MANILA, Philippines – A flame put through gale-force winds, sputtering at times, but still burning.
For Rappler staff and friends, tenacity has been the saving grace of a company put under intense pressure by the Duterte administration and other forces threatened by independent journalism.
Veteran investigative journalist and book author Marites Vitug, who is editor-at-large at Rappler, said the media company’s 10th anniversary is a milestone for the dream of independent reportage.
“It’s really a flame that’s always burning in every journalist’s heart – to be independent, not to be beholden to big business or any vested interest,” said Vitug at a panel discussion during Rappler’s anniversary celebration held online on Friday, January 7.
Vitug, who started investigative publication Newsbreak in 2001, said there have been repeated attempts to put up small news outlets through the years.
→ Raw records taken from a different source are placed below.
//! Host-side closed-loop simulation of the line follower.
//!
//! The real robot's GPIO and PWM hardware is replaced by a small track
//! model: simulated sensor pins read the line position out of the model
//! and simulated PWM channels write the commanded duties back into it,
//! so the control core steers against its own output. World state is
//! logged as one JSON line per cycle.

use core::cell::RefCell;
use core::convert::Infallible;

use clap::Parser;
use embassy_executor::{Executor, Spawner};
use embassy_time::Timer;
use embedded_hal::digital::InputPin;
use embedded_hal::pwm::SetDutyCycle;
use heapless::Vec;
use lfr_core::mk_static;
use lfr_core::utils::controllers::drive::DriveMotors;
use lfr_core::utils::controllers::indicator::{wait_for_start, Indicator};
use lfr_core::utils::controllers::sensors::LineSensorArray;
use lfr_core::utils::controllers::{FollowerConfig, LineFollower, STOP_SIGNAL};
use lfr_core::utils::math::error::MAX_SENSORS;
use lfr_core::utils::math::pid::PidGains;
use serde::Serialize;
use smart_leds_trait::{SmartLedsWrite, RGB8};
use static_cell::StaticCell;
use tracing::{error, info};

/// Lateral line shift per unit duty difference per cycle, folding the
/// steering geometry into one constant.
const STEER_GAIN: f32 = 0.01;
/// Half-width of the line in sensor-pitch units.
const LINE_HALF_WIDTH: f32 = 0.8;

#[derive(Parser)]
#[clap(version = "1.0")]
struct Opts {
    /// number of sensors on the bar (1..=16)
    #[clap(long, default_value_t = 8)]
    sensors: usize,
    /// simulated cycles before the stop signal
    #[clap(long, default_value_t = 600)]
    cycles: u64,
    /// average motor speed in duty counts
    #[clap(long, default_value_t = 155)]
    base_speed: u16,
    /// proportional gain
    #[clap(long, default_value_t = 1.0)]
    kp: f32,
    /// integral gain
    #[clap(long, default_value_t = 0.0)]
    ki: f32,
    /// derivative gain
    #[clap(long, default_value_t = 0.0)]
    kd: f32,
    /// hold at a simulated start gate before launching
    #[clap(long)]
    arm: bool,
}

/// Shared world model: where the line sits relative to the bar center
/// (in sensor-pitch units) and the duties the follower last commanded.
#[derive(Default)]
struct Track {
    line_pos: f32,
    left_duty: u16,
    right_duty: u16,
}

/// Per-cycle world telemetry, logged as one JSON line.
#[derive(Serialize)]
struct TrackSnapshot {
    cycle: u64,
    line_pos: f32,
    left_duty: u16,
    right_duty: u16,
}

/// Simulated reflectance sensor pin; reads high when off the line.
struct SimPin {
    index: usize,
    count: usize,
    track: &'static RefCell<Track>,
}

impl embedded_hal::digital::ErrorType for SimPin {
    type Error = Infallible;
}

impl InputPin for SimPin {
    fn is_high(&mut self) -> Result<bool, Self::Error> {
        let offset = self.count as f32 / 2.0 - 0.5 - self.index as f32;
        let track = self.track.borrow();
        Ok((offset - track.line_pos).abs() > LINE_HALF_WIDTH)
    }

    fn is_low(&mut self) -> Result<bool, Self::Error> {
        Ok(!self.is_high()?)
    }
}

#[derive(Clone, Copy)]
enum Channel {
    LeftFwd,
    LeftRev,
    RightFwd,
    RightRev,
}

/// Simulated PWM channel writing duties back into the track model.
struct SimPwm {
    channel: Channel,
    track: &'static RefCell<Track>,
}

impl embedded_hal::pwm::ErrorType for SimPwm {
    type Error = Infallible;
}

impl SetDutyCycle for SimPwm {
    fn max_duty_cycle(&self) -> u16 {
        255
    }

    fn set_duty_cycle(&mut self, duty: u16) -> Result<(), Self::Error> {
        let mut track = self.track.borrow_mut();
        match self.channel {
            Channel::LeftFwd => track.left_duty = duty,
            Channel::RightFwd => track.right_duty = duty,
            // The output stage pins the reverse channels at zero.
            Channel::LeftRev | Channel::RightRev => {}
        }
        Ok(())
    }
}

/// Start gate that drops after a fixed number of polls.
struct SimTrigger {
    polls_remaining: u32,
}

impl embedded_hal::digital::ErrorType for SimTrigger {
    type Error = Infallible;
}

impl InputPin for SimTrigger {
    fn is_high(&mut self) -> Result<bool, Self::Error> {
        if self.polls_remaining > 0 {
            self.polls_remaining -= 1;
            Ok(true)
        } else {
            Ok(false)
        }
    }

    fn is_low(&mut self) -> Result<bool, Self::Error> {
        Ok(!self.is_high()?)
    }
}

/// Indicator LED driver that logs to the console.
struct ConsoleLed;

impl SmartLedsWrite for ConsoleLed {
    type Color = RGB8;
    type Error = Infallible;

    fn write<T, I>(&mut self, iterator: T) -> Result<(), Self::Error>
    where
        T: IntoIterator<Item = I>,
        I: Into<Self::Color>,
    {
        for color in iterator {
            let c: RGB8 = color.into();
            info!("LED: {:?}", c);
        }
        Ok(())
    }
}

#[embassy_executor::task]
async fn follower_task(mut follower: LineFollower<SimPin, SimPwm>) {
    match follower.run().await {
        Ok(()) => {
            info!("follower stopped cleanly");
            std::process::exit(0);
        }
        Err(e) => {
            error!("follower failed: {:?}", e);
            std::process::exit(1);
        }
    }
}

#[embassy_executor::task]
async fn world_task(track: &'static RefCell<Track>, cycles: u64, cycle_delay_ms: u64) {
    for cycle in 0..cycles {
        Timer::after_millis(cycle_delay_ms).await;
        let snapshot = {
            let mut t = track.borrow_mut();
            // Scripted disturbance: drift left for a third of the run,
            // drift right for another third, then hold.
            let drift = if cycle < cycles / 3 {
                0.02
            } else if cycle < 2 * cycles / 3 {
                -0.02
            } else {
                0.0
            };
            t.line_pos = (t.line_pos
                + drift
                + STEER_GAIN * (f32::from(t.right_duty) - f32::from(t.left_duty)))
            .clamp(-4.0, 4.0);
            TrackSnapshot {
                cycle,
                line_pos: t.line_pos,
                left_duty: t.left_duty,
                right_duty: t.right_duty,
            }
        };
        info!("{}", serde_json::to_string(&snapshot).unwrap());
    }
    info!("simulation complete, signalling stop");
    STOP_SIGNAL.signal(());
}

#[embassy_executor::task]
async fn main_task(spawner: Spawner) {
    let opts: Opts = Opts::parse();

    let track: &'static RefCell<Track> =
        mk_static!(RefCell<Track>, RefCell::new(Track::default()));

    assert!(
        opts.sensors >= 1 && opts.sensors <= MAX_SENSORS,
        "sensor count must be 1..=16"
    );
    let mut pins: Vec<SimPin, MAX_SENSORS> = Vec::new();
    for index in 0..opts.sensors {
        let _ = pins.push(SimPin {
            index,
            count: opts.sensors,
            track,
        });
    }
    let bar = LineSensorArray::new(pins).unwrap();

    let motors = DriveMotors::new(
        SimPwm {
            channel: Channel::LeftFwd,
            track,
        },
        SimPwm {
            channel: Channel::LeftRev,
            track,
        },
        SimPwm {
            channel: Channel::RightFwd,
            track,
        },
        SimPwm {
            channel: Channel::RightRev,
            track,
        },
    );

    let config = FollowerConfig {
        gains: PidGains {
            kp: opts.kp,
            ki: opts.ki,
            kd: opts.kd,
        },
        base_speed: opts.base_speed,
        ..Default::default()
    };
    info!("config: {}", serde_json::to_string(&config).unwrap());

    let follower: LineFollower<SimPin, SimPwm> =
        LineFollower::new(config, bar, motors).expect("invalid configuration");

    if opts.arm {
        let mut trigger = SimTrigger {
            polls_remaining: 40,
        };
        let mut indicator = Indicator::new(ConsoleLed);
        wait_for_start(&mut trigger, &mut indicator).await.unwrap();
    }

    spawner
        .spawn(world_task(track, opts.cycles, config.cycle_delay_ms))
        .unwrap();
    spawner.spawn(follower_task(follower)).unwrap();
}

static EXECUTOR: StaticCell<Executor> = StaticCell::new();

fn main() {
    tracing_subscriber::fmt()
        .with_env_filter(tracing_subscriber::EnvFilter::from_default_env())
        .init();
    let executor = EXECUTOR.init(Executor::new());
    executor.run(|spawner| {
        spawner.spawn(main_task(spawner)).unwrap();
    });
}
She had joined many of them but they all folded up due to many constraints – not least of which was flight of advertisers frightened by backlash to critical journalism.
Rappler, now a decade old despite similar pressures, is testament to the viability of the dream of independent journalism.
“Clarity of purpose” is what helped Rappler survive its toughest years, said Philippine Center for Investigative Journalism executive director Carmela Fonbuena who was among Rappler’s first beat reporters.
One of the moments that tested Rappler’s sense of purpose was President Rodrigo Duterte’s accusations to the news organization in his 2017 State of the Nation Address (SONA).
History professor Leloy Claudio was in the Rappler newsroom during Duterte’s speech, part of a panel assessing the SONA that was being moderated by Rappler CEO Maria Ressa.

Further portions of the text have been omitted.